THE DATA Start Marker

//! Debounced sync scheduling.
//!
//! Mutations arrive in bursts (a paycheck distribution touches a dozen
//! envelopes); the scheduler coalesces them into one sync cycle after a
//! quiet window. High-priority changes use a shorter window, and critical
//! ones can skip the wait entirely.

use std::sync::{Arc, Mutex};
use std::time::Duration;

use async_trait::async_trait;
use tokio::sync::{broadcast, Notify};
use tokio::time::Instant;

use wren_core::WrenResult;

use crate::config::SyncConfig;
use crate::sync::SyncEngine;

/// How urgently a scheduled sync should run.
#[derive(Debug, Clone, Copy, PartialEq, Eq)]
pub enum SchedulePriority {
    Normal,
    High,
}

/// The thing the scheduler drives. Split out so the loop is testable
/// without a full engine.
#[async_trait]
pub trait SyncRunner: Send + Sync {
    async fn run_sync(&self) -> WrenResult<()>;
}

#[async_trait]
impl SyncRunner for SyncEngine {
    async fn run_sync(&self) -> WrenResult<()> {
        self.sync_cycle().await.map(|_| ())
    }
}

pub struct SyncScheduler {
    runner: Arc<dyn SyncRunner>,
    debounce: Duration,
    high_priority_debounce: Duration,
    deadline: Mutex<Option<Instant>>,
    changed: Notify,
}

impl SyncScheduler {
    pub fn new(runner: Arc<dyn SyncRunner>, config: &SyncConfig) -> Self {
        Self {
            runner,
            debounce: Duration::from_millis(config.debounce_ms),
            high_priority_debounce: Duration::from_millis(config.high_priority_debounce_ms),
            deadline: Mutex::new(None),
            changed: Notify::new(),
        }
    }

    /// Schedule a sync after the debounce window. Another call before the
    /// window elapses replaces the deadline, so bursts coalesce.
    pub fn schedule(&self, priority: SchedulePriority) {
        let window = match priority {
            SchedulePriority::Normal => self.debounce,
            SchedulePriority::High => self.high_priority_debounce,
        };
        *self.lock_deadline() = Some(Instant::now() + window);
        tracing::debug!(?priority, window_ms = window.as_millis() as u64, "sync scheduled");
        self.changed.notify_one();
    }

    /// Skip the debounce for critical changes (paychecks, imports).
    pub fn trigger_now(&self, reason: &str) {
        tracing::info!(reason, "critical change; triggering immediate sync");
        *self.lock_deadline() = Some(Instant::now());
        self.changed.notify_one();
    }

    /// Whether a sync is currently scheduled.
    pub fn is_scheduled(&self) -> bool {
        self.lock_deadline().is_some()
    }

    /// Await deadlines and drive the runner until shutdown.
    pub async fn run(&self, mut shutdown_rx: broadcast::Receiver<()>) {
        tracing::info!(
            debounce_ms = self.debounce.as_millis() as u64,
            "sync scheduler started"
        );
        loop {
            let next = *self.lock_deadline();
            match next {
                None => {
                    tokio::select! {
                        _ = shutdown_rx.recv() => break,
                        _ = self.changed.notified() => {}
                    }
                }
                Some(at) if at <= Instant::now() => {
                    *self.lock_deadline() = None;
                    if let Err(e) = self.runner.run_sync().await {
                        tracing::error!(error = %e, "scheduled sync failed");
                    }
                }
                Some(at) => {
                    tokio::select! {
                        _ = shutdown_rx.recv() => break,
                        _ = self.changed.notified() => {}
                        _ = tokio::time::sleep_until(at) => {}
                    }
                }
            }
        }
        tracing::info!("sync scheduler shutting down");
    }

    fn lock_deadline(&self) -> std::sync::MutexGuard<'_, Option<Instant>> {
        self.deadline.lock().unwrap_or_else(|p| p.into_inner())
    }
}
//! Generic per-entity diff + resolve.
//!
//! The conflict/merge policy is written once over the `SyncEntity` seam and
//! instantiated per entity kind, rather than duplicated per domain object.
//! Winners are decided at entity granularity, never whole-document.

use std::collections::BTreeMap;

use chrono::{DateTime, Duration, Utc};
use uuid::Uuid;

use wren_core::{Bill, Envelope, Transaction};

/// Implemented by every entity kind the sync engine reconciles.
pub trait SyncEntity: Clone {
    fn entity_id(&self) -> Uuid;
    fn modified_at(&self) -> DateTime<Utc>;
    fn same_content(&self, other: &Self) -> bool;
    /// Short human-readable handle for conflict prompts.
    fn label(&self) -> String;
}

impl SyncEntity for Envelope {
    fn entity_id(&self) -> Uuid {
        self.id
    }
    fn modified_at(&self) -> DateTime<Utc> {
        self.updated_at
    }
    fn same_content(&self, other: &Self) -> bool {
        self == other
    }
    fn label(&self) -> String {
        format!("envelope '{}'", self.name)
    }
}

impl SyncEntity for Transaction {
    fn entity_id(&self) -> Uuid {
        self.id
    }
    fn modified_at(&self) -> DateTime<Utc> {
        self.updated_at
    }
    fn same_content(&self, other: &Self) -> bool {
        self == other
    }
    fn label(&self) -> String {
        format!("transaction '{}'", self.description)
    }
}

impl SyncEntity for Bill {
    fn entity_id(&self) -> Uuid {
        self.id
    }
    fn modified_at(&self) -> DateTime<Utc> {
        self.updated_at
    }
    fn same_content(&self, other: &Self) -> bool {
        self == other
    }
    fn label(&self) -> String {
        format!("bill '{}'", self.name)
    }
}

/// Two sides changed the same entity independently since the last agreed
/// sync point; only a human decision picks the winner.
#[derive(Debug, Clone)]
pub struct EntityConflict<T> {
    pub local: T,
    pub remote: T,
}

/// Outcome of diffing one entity kind.
#[derive(Debug, Clone)]
pub struct EntityDiff<T> {
    /// The merged set when no conflict blocks this kind.
    pub merged: Vec<T>,
    pub accepted_remote: usize,
    pub kept_local: usize,
    /// Entities present only on the remote, adopted locally.
    pub added_from_remote: usize,
    pub conflicts: Vec<EntityConflict<T>>,
}

impl<T: SyncEntity> EntityDiff<T> {
    pub fn conflict_labels(&self) -> Vec<String> {
        self.conflicts
            .iter()
            .map(|c| format!("{} edited on both sides", c.local.label()))
            .collect()
    }
}

/// Diff one entity kind between the local and remote snapshots.
///
/// An entity counts as "changed" when its modification time is after the
/// last agreed sync point, minus the configured clock-skew tolerance; with
/// no agreed point yet, every entity counts as changed. Changed on both
/// sides with differing content ⇒ conflict. Changed on one side ⇒ that
/// side wins (last-writer-wins at entity granularity). Present on only one
/// side ⇒ merged, never dropped.
pub fn diff_entities<T: SyncEntity>(
    local: &[T],
    remote: &[T],
    last_synced_at: Option<DateTime<Utc>>,
    skew: Duration,
) -> EntityDiff<T> {
    let changed = |entity: &T| -> bool {
        match last_synced_at {
            Some(ls) => entity.modified_at() + skew > ls,
            None => true,
        }
    };

    let local_by_id: BTreeMap<Uuid, &T> = local.iter().map(|e| (e.entity_id(), e)).collect();
    let remote_by_id: BTreeMap<Uuid, &T> = remote.iter().map(|e| (e.entity_id(), e)).collect();

    let mut diff = EntityDiff {
        merged: Vec::new(),
        accepted_remote: 0,
        kept_local: 0,
        added_from_remote: 0,
        conflicts: Vec::new(),
    };

    for (&id, &ours) in &local_by_id {
        match remote_by_id.get(&id).copied() {
            None => {
                // Local-only: keep. Snapshot absence is not a deletion
                // signal; deletions flow through the commit log.
                diff.merged.push(ours.clone());
            }
            Some(theirs) if ours.same_content(theirs) => {
                diff.merged.push(ours.clone());
            }
            Some(theirs) => {
                let ours_changed = changed(ours);
                let theirs_changed = changed(theirs);
                if ours_changed && theirs_changed {
                    diff.conflicts.push(EntityConflict {
                        local: ours.clone(),
                        remote: theirs.clone(),
                    });
                } else if theirs_changed {
                    diff.merged.push(theirs.clone());
                    diff.accepted_remote += 1;
                } else if ours_changed {
                    diff.merged.push(ours.clone());
                    diff.kept_local += 1;
                } else {
                    // Neither side changed since the sync point yet the
                    // content differs: newer timestamp wins outside the
                    // skew window, conflict inside it.
                    let gap = (ours.modified_at() - theirs.modified_at())
                        .num_milliseconds()
                        .abs();
                    if gap <= skew.num_milliseconds() {
                        diff.conflicts.push(EntityConflict {
                            local: ours.clone(),
                            remote: theirs.clone(),
                        });
                    } else if theirs.modified_at() > ours.modified_at() {
                        diff.merged.push(theirs.clone());
                        diff.accepted_remote += 1;
                    } else {
                        diff.merged.push(ours.clone());
                        diff.kept_local += 1;
                    }
                }
            }
        }
    }

    for (&id, &theirs) in &remote_by_id {
        if !local_by_id.contains_key(&id) {
            diff.merged.push(theirs.clone());
            diff.added_from_remote += 1;
        }
    }

    diff
}
//! Replays queued requests against the network when connectivity allows.

use std::sync::atomic::{AtomicBool, Ordering};
use std::sync::Arc;
use std::time::Duration;

use async_trait::async_trait;
use chrono::Utc;
use serde::Serialize;
use tokio::sync::broadcast;

use wren_core::WrenResult;

use super::store::RequestQueue;
use super::{QueuedRequest, RequestStatus};
use crate::config::EngineConfig;
use crate::lock::SyncLock;

/// Executes one outbound request. `WrenError::Network` is retryable; any
/// other error parks the request as failed.
#[async_trait]
pub trait RequestTransport: Send + Sync {
    async fn execute(&self, request: &QueuedRequest) -> WrenResult<()>;
}

/// Read-only queue surface polled by the UI.
#[derive(Debug, Clone, Serialize)]
pub struct QueueReport {
    pub is_online: bool,
    pub pending_count: usize,
    pub failed_count: usize,
    pub processing_count: usize,
    pub requests: Vec<QueuedRequest>,
}

pub struct QueueProcessor {
    queue: Arc<RequestQueue>,
    transport: Arc<dyn RequestTransport>,
    /// The queue's own lock namespace, so drain never contends with commits.
    lock: SyncLock,
    online: AtomicBool,
    poll_interval: Duration,
}

impl QueueProcessor {
    pub fn new(
        queue: Arc<RequestQueue>,
        transport: Arc<dyn RequestTransport>,
        config: &EngineConfig,
    ) -> Self {
        Self {
            queue,
            transport,
            lock: SyncLock::new(
                "request-queue",
                Duration::from_millis(config.lock.acquire_timeout_ms),
            ),
            online: AtomicBool::new(true),
            poll_interval: Duration::from_millis(config.queue.poll_interval_ms),
        }
    }

    /// Clear crash leftovers, then drain anything already due.
    pub async fn initialize(&self) -> WrenResult<()> {
        let reset = self.queue.reset_stale_processing().await?;
        tracing::info!(
            stale_reset = reset,
            is_online = self.is_online(),
            "request queue processor initialized"
        );
        if self.is_online() {
            self.process_queue().await?;
        }
        Ok(())
    }

    pub fn is_online(&self) -> bool {
        self.online.load(Ordering::SeqCst)
    }

    /// Network transition. Coming online triggers an immediate drain;
    /// going offline halts processing so retries don't burn attempts
    /// against a dead link.
    pub async fn set_online(&self, online: bool) -> WrenResult<()> {
        let was = self.online.swap(online, Ordering::SeqCst);
        if online && !was {
            tracing::info!("device came online; draining request queue");
            self.process_queue().await?;
        } else if !online && was {
            tracing::info!("device went offline; queue processing halted");
        }
        Ok(())
    }

    /// Attempt every ready request in priority order, FIFO within a tier.
    /// Serialized on the queue's own lock; checks the online flag between
    /// attempts (cancellation is cooperative, never mid-request).
    /// Returns the number of requests that replayed successfully.
    pub async fn process_queue(&self) -> WrenResult<usize> {
        if !self.is_online() {
            return Ok(0);
        }

        let queue = Arc::clone(&self.queue);
        let transport = Arc::clone(&self.transport);
        let online = &self.online;
        self.lock
            .execute("process-queue", async move {
                let ready = queue.ready_requests(Utc::now()).await?;
                if ready.is_empty() {
                    return Ok(0);
                }
                tracing::info!(ready = ready.len(), "processing request queue");

                let mut replayed = 0usize;
                for request in ready {
                    if !online.load(Ordering::SeqCst) {
                        tracing::info!("went offline mid-drain; stopping between requests");
                        break;
                    }

                    // The remote may already have seen this idempotency key
                    // through an earlier drain that died before deleting the
                    // row. Confirm and skip instead of re-sending.
                    if queue.completed_contains(&request.request_id).await? {
                        queue.complete(request.id).await?;
                        continue;
                    }

                    queue.mark_processing(request.id).await?;
                    match transport.execute(&request).await {
                        Ok(()) => {
                            queue.complete(request.id).await?;
                            replayed += 1;
                        }
                        Err(e) => {
                            let status = queue
                                .fail(request.id, &e.to_string(), e.is_retryable())
                                .await?;
                            if status == RequestStatus::Failed {
                                tracing::error!(
                                    request_id = %request.request_id,
                                    "request moved to failed after replay attempt"
                                );
                            }
                        }
                    }
                }
                Ok(replayed)
            })
            .await
    }

    /// Poll loop; runs until the shutdown signal.
    pub async fn run(&self, mut shutdown_rx: broadcast::Receiver<()>) {
        tracing::info!(
            poll_ms = self.poll_interval.as_millis() as u64,
            "queue processor started"
        );
        loop {
            tokio::select! {
                _ = shutdown_rx.recv() => {
                    tracing::info!("queue processor shutting down");
                    break;
                }
                _ = tokio::time::sleep(self.poll_interval) => {
                    if let Err(e) = self.process_queue().await {
                        tracing::error!(error = %e, "queue processing error");
                    }
                }
            }
        }
    }

    /// The pull-based inspection surface polled by the UI.
    pub async fn status_report(&self) -> WrenResult<QueueReport> {
        let status = self.queue.status().await?;
        let processing = self
            .queue
            .count_with_status(RequestStatus::Processing)
            .await?;
        let requests = self.queue.list(100).await?;
        Ok(QueueReport {
            is_online: self.is_online(),
            pending_count: status.pending_count,
            failed_count: status.failed_count,
            processing_count: processing,
            requests,
        })
    }
}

THE DATA End Marker

## PROBLEM TO WORK ON
What lines hold the string "Duration"? Pick them out of the data.

## TASK RESULT
use std::time::Duration;
    debounce: Duration,
    high_priority_debounce: Duration,
            debounce: Duration::from_millis(config.debounce_ms),
            high_priority_debounce: Duration::from_millis(config.high_priority_debounce_ms),
use chrono::{DateTime, Duration, Utc};
    skew: Duration,
use std::time::Duration;
    poll_interval: Duration,
                Duration::from_millis(config.lock.acquire_timeout_ms),
            poll_interval: Duration::from_millis(config.queue.poll_interval_ms),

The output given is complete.